Павлик тихо засмеялся:
— Мы знали это всегда. Мы верим своим преданиям — нам не во что больше верить. Но девочка с Земли обратила наше внимание и на другие факты.
— К примеру?
— На предания о глобальной катастрофе, существующие почти во всех мирах.
— Первобытные люди склонны были любой локальной трагедии придавать глобальный масштаб, — резко ответил Мартин. — А поскольку локальных катастроф хватало, то весь мир о чём-то таком помнил. И каждое весеннее половодье через поколение называлось Вселенским потопом.
— На всех планетах были древние культы, поклонявшиеся пришельцам с небес… — не споря, продолжил Павлик.
— А где ещё жить богам? Там, откуда все видно, сверху, — отрезал Мартин.
— На всех планетах, куда прилетели ключники, существуют древние руины с исчезнувшими объектами поклонения.
— Разумеется! — фыркнул Мартин. — Алтарь всегда делался из драгоценных материалов. И грабители уносили не кирпичи из стены, а золото и серебро.
— Тебя не смущало разнообразие рас в галактике?

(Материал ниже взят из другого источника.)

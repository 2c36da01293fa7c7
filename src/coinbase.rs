use super::*;

/// Bytes appended to the coinbase script sig after the height push.
///
/// Parsed from `hex:<hex>` for raw bytes, or `str:<text>` / `<text>` for UTF-8.
#[derive(Debug, Clone, PartialEq, Eq, DeserializeFromStr, SerializeDisplay)]
pub enum CoinbaseMessage {
    Bytes(Vec<u8>),
    Text(String),
}

impl CoinbaseMessage {
    pub fn as_bytes(&self) -> &[u8] {
        match self {
            Self::Bytes(bytes) => bytes,
            Self::Text(text) => text.as_bytes(),
        }
    }
}

impl Default for CoinbaseMessage {
    fn default() -> Self {
        Self::Text("solo".into())
    }
}

impl FromStr for CoinbaseMessage {
    type Err = MinerError;

    fn from_str(s: &str) -> Result<Self, Self::Err> {
        if let Some(digits) = s.strip_prefix("hex:") {
            return hex::decode(digits)
                .map(Self::Bytes)
                .map_err(|source| MinerError::InvalidCoinbaseMessage {
                    message: s.into(),
                    source,
                });
        }

        Ok(Self::Text(s.strip_prefix("str:").unwrap_or(s).into()))
    }
}

impl Display for CoinbaseMessage {
    fn fmt(&self, f: &mut Formatter<'_>) -> fmt::Result {
        match self {
            Self::Bytes(bytes) => write!(f, "hex:{}", hex::encode(bytes)),
            Self::Text(text) => write!(f, "str:{text}"),
        }
    }
}

/// User supplied payout data for the coinbase transaction.
#[derive(Debug, Clone)]
pub struct CoinbaseConfig {
    pub address: String,
    pub message: CoinbaseMessage,
    pub network: Network,
}

impl CoinbaseConfig {
    pub fn address(&self) -> Result<Address, MinerError> {
        self.address
            .parse::<Address<NetworkUnchecked>>()
            .map_err(|err| err.to_string())
            .and_then(|address| {
                address
                    .require_network(self.network)
                    .map_err(|err| err.to_string())
            })
            .map_err(|detail| MinerError::InvalidCoinbaseAddress {
                address: self.address.clone(),
                detail,
            })
    }
}

#[derive(Clone)]
pub struct CoinbaseBuilder {
    address: Address,
    height: u64,
    message: CoinbaseMessage,
    value: Amount,
    witness_commitment: Option<ScriptBuf>,
}

impl CoinbaseBuilder {
    const MAX_COINBASE_SCRIPT_SIG_SIZE: usize = 100;

    pub fn new(address: Address, height: u64, value: Amount) -> Self {
        Self {
            address,
            height,
            message: CoinbaseMessage::Bytes(Vec::new()),
            value,
            witness_commitment: None,
        }
    }

    pub fn with_message(mut self, message: CoinbaseMessage) -> Self {
        self.message = message;
        self
    }

    pub fn with_witness_commitment(mut self, witness_commitment: Option<ScriptBuf>) -> Self {
        self.witness_commitment = witness_commitment;
        self
    }

    pub fn build(self) -> Result<Transaction, MinerError> {
        let mut buf: Vec<u8> = Vec::with_capacity(Self::MAX_COINBASE_SCRIPT_SIG_SIZE);

        // BIP34 height push: length byte followed by the minimal script number.
        // Heights with the top bit set carry a 0x00 sign byte.
        let mut height = [0u8; 8];
        let len = write_scriptint(
            &mut height,
            i64::try_from(self.height).unwrap_or(i64::MAX),
        );
        buf.push(len as u8);
        buf.extend_from_slice(&height[..len]);

        buf.extend_from_slice(self.message.as_bytes());

        snafu::ensure!(
            buf.len() <= Self::MAX_COINBASE_SCRIPT_SIG_SIZE,
            error::CoinbaseScriptTooLargeSnafu {
                size: buf.len(),
                max: Self::MAX_COINBASE_SCRIPT_SIG_SIZE,
            }
        );

        let mut output = vec![TxOut {
            value: self.value,
            script_pubkey: self.address.script_pubkey(),
        }];

        if let Some(witness_commitment) = self.witness_commitment {
            output.push(TxOut {
                value: Amount::ZERO,
                script_pubkey: witness_commitment,
            });
        }

        Ok(Transaction {
            version: bitcoin::transaction::Version::ONE,
            lock_time: LockTime::ZERO,
            input: vec![TxIn {
                previous_output: OutPoint::null(),
                script_sig: ScriptBuf::from_bytes(buf),
                sequence: Sequence::MAX,
                witness: Witness::new(),
            }],
            output,
        })
    }
}

#[cfg(test)]
mod tests {
    use {super::*, pretty_assertions::assert_eq as pretty_assert_eq};

    const REGTEST_ADDRESS: &str = "bcrt1qw508d6qejxtdg4y5r3zarvary0c5xw7kygt080";

    fn config(message: &str) -> CoinbaseConfig {
        CoinbaseConfig {
            address: REGTEST_ADDRESS.into(),
            message: message.parse().unwrap(),
            network: Network::Regtest,
        }
    }

    fn witness_commitment() -> ScriptBuf {
        ScriptBuf::from_hex(
            "6a24aa21a9ede2f61c3f71d1defd3fa999dfa36953755c690689799962b48bebd836974e8cf9",
        )
        .unwrap()
    }

    #[test]
    fn message_prefixes() {
        assert_eq!(
            "hex:deadbeef".parse::<CoinbaseMessage>().unwrap(),
            CoinbaseMessage::Bytes(vec![0xde, 0xad, 0xbe, 0xef])
        );
        assert_eq!(
            "str:hello".parse::<CoinbaseMessage>().unwrap(),
            CoinbaseMessage::Text("hello".into())
        );
        assert_eq!(
            "hello".parse::<CoinbaseMessage>().unwrap(),
            CoinbaseMessage::Text("hello".into())
        );
        assert_eq!(
            "str:hex:abc".parse::<CoinbaseMessage>().unwrap().as_bytes(),
            b"hex:abc"
        );
    }

    #[test]
    fn invalid_hex_message() {
        let err = "hex:zz".parse::<CoinbaseMessage>().unwrap_err();
        assert!(matches!(err, MinerError::InvalidCoinbaseMessage { .. }));
    }

    #[test]
    fn address_must_match_network() {
        let mut config = config("solo");
        assert!(config.address().is_ok());

        config.network = Network::Bitcoin;
        assert!(matches!(
            config.address(),
            Err(MinerError::InvalidCoinbaseAddress { .. })
        ));

        config.address = "not an address".into();
        assert!(matches!(
            config.address(),
            Err(MinerError::InvalidCoinbaseAddress { .. })
        ));
    }

    #[test]
    fn reproduces_reference_coinbase() {
        let config = config("str:solo mined");
        let tx = CoinbaseBuilder::new(
            config.address().unwrap(),
            300,
            Amount::from_sat(2_500_011_000),
        )
        .with_message(config.message)
        .with_witness_commitment(Some(witness_commitment()))
        .build()
        .unwrap();

        pretty_assert_eq!(
            hex::encode(consensus::serialize(&tx)),
            "01000000010000000000000000000000000000000000000000000000000000000000000000ffffffff0d\
             022c01736f6c6f206d696e6564ffffffff02f823039500000000160014751e76e8199196d454941c45d1\
             b3a323f1433bd60000000000000000266a24aa21a9ede2f61c3f71d1defd3fa999dfa36953755c690689\
             799962b48bebd836974e8cf900000000"
        );
        assert_eq!(
            tx.compute_txid().to_string(),
            "54867fd973ed7a2d6718b2621f46cd8dff743d5ba21a8300ddde8ff33335f5c0"
        );
    }

    #[test]
    fn witness_commitment_is_last_and_zero_valued() {
        let config = config("solo");
        let tx = CoinbaseBuilder::new(config.address().unwrap(), 1, Amount::from_sat(50))
            .with_witness_commitment(Some(witness_commitment()))
            .build()
            .unwrap();

        assert_eq!(tx.output.len(), 2);
        assert_eq!(tx.output[0].value, Amount::from_sat(50));
        assert_eq!(tx.output[1].value, Amount::ZERO);
        assert_eq!(tx.output[1].script_pubkey, witness_commitment());
    }

    #[test]
    fn no_witness_commitment_means_single_output() {
        let config = config("solo");
        let tx = CoinbaseBuilder::new(config.address().unwrap(), 1, Amount::from_sat(50))
            .build()
            .unwrap();

        assert_eq!(tx.output.len(), 1);
        assert!(tx.is_coinbase());
    }

    #[test]
    fn height_push_is_minimal() {
        let address = config("solo").address().unwrap();

        for (height, expected) in [
            (0, "00"),
            (1, "0101"),
            (127, "017f"),
            (128, "028000"),
            (200, "02c800"),
            (300, "022c01"),
            (32_767, "02ff7f"),
            (32_768, "03008000"),
            (100_000, "03a08601"),
            (840_000, "03400d0d"),
        ] {
            let tx = CoinbaseBuilder::new(address.clone(), height, Amount::ZERO)
                .build()
                .unwrap();
            assert_eq!(
                hex::encode(tx.input[0].script_sig.as_bytes()),
                expected,
                "height {height}"
            );
        }
    }

    #[test]
    fn exceed_script_size_limit() {
        let result = CoinbaseBuilder::new(config("solo").address().unwrap(), 0, Amount::ZERO)
            .with_message(CoinbaseMessage::Text("a".repeat(100)))
            .build();

        assert!(matches!(
            result,
            Err(MinerError::CoinbaseScriptTooLarge { size: 101, .. })
        ));
    }
}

— Ясное дело… — начал Мартин. — При чём тут разнообразие рас? Наивно было бы надеяться, что на всех планетах жизнь приняла одинаковые формы.
— Ты не совсем прав, — сказала амёба. — Около трети всех рас галактики — гуманоиды. Причём сходство очень сильно, даже на уровне ДНК можно выделить одинаковые участки генетического кода.
— Ну, положим, это довод в пользу каких-то древних контактов… — признался Мартин.
— Ещё двадцать процентов — это формы жизни, происходящие с планет неземного типа. Иной состав атмосферы, гравитация… — Павлик хрюкнул. — Мы на них внимания обращать не станем. Они и сами-то нами не слишком интересуются… А вот ещё половина рас — это бывшие гуманоиды. Вроде нас.
— Что? — опешил Мартин.
— Вроде нас, беззарийцев! — твёрдо сказала амёба. — Наши создатели были гуманоидами. Наша планета была похожа на твой мир. Потом всё изменилось — и появились мы. Другие расы менялись иначе. Ты ведь побывал в мире дио-дао?
— Побывал.
— Как могла развиться естественным путём столь ненормальная форма разумной жизни? — возмущённо спросила амёба. — Скоротечная жизнь, наследственная память, аскетизм и самоограничение при наличии высоких технологий… А ты заметил их болезненное неприятие биологической грязи?
— Требование справлять нужду только в туалетах? — засмеялся Мартин. — Мало ли… обычная гигиена или брезгливость.
— Это только внешнее проявление, — изрёк Павлик. — У них ещё и безотходное производство. И ограничение потребностей — тоже из боязни загрязнить среду обитания. Когда-то мир дио-дао пережил глобальную экологическую катастрофу. Уцелевшие формы жизни — кстати, их очень мало, на всю планету не более пятисот видов живых существ — ускорили метаболизм и обрели наследственную память. Ничего себе эволюция, да?
Мартин пожал плечами.
— А если взять Иолл? Двуногие, двурукие, очень похожие на людей…
Мимолётно подумав, что только с точки зрения амёбы иоллийцы похожи на людей, Мартин всё-таки не стал возражать.
— И при этом — прикованные к матери пуповиной! Всю жизнь! — Амёба возвысила голос. — Это противоречит всем целям сохранения вида! Это ненормально, это отвратительно, это неудобно! Но они с рождения и до смерти живут материнскими семьями! Как возникла такая форма жизни?
— Не знаю.
— А я — знаю! — отчеканил Павлик. — Их планету постигла своя, персональная катастрофа. Изменившая условия жизни так, что только коллективные организмы смогли выжить.
— Ты очень хорошо знаешь чужие расы, — признался Мартин.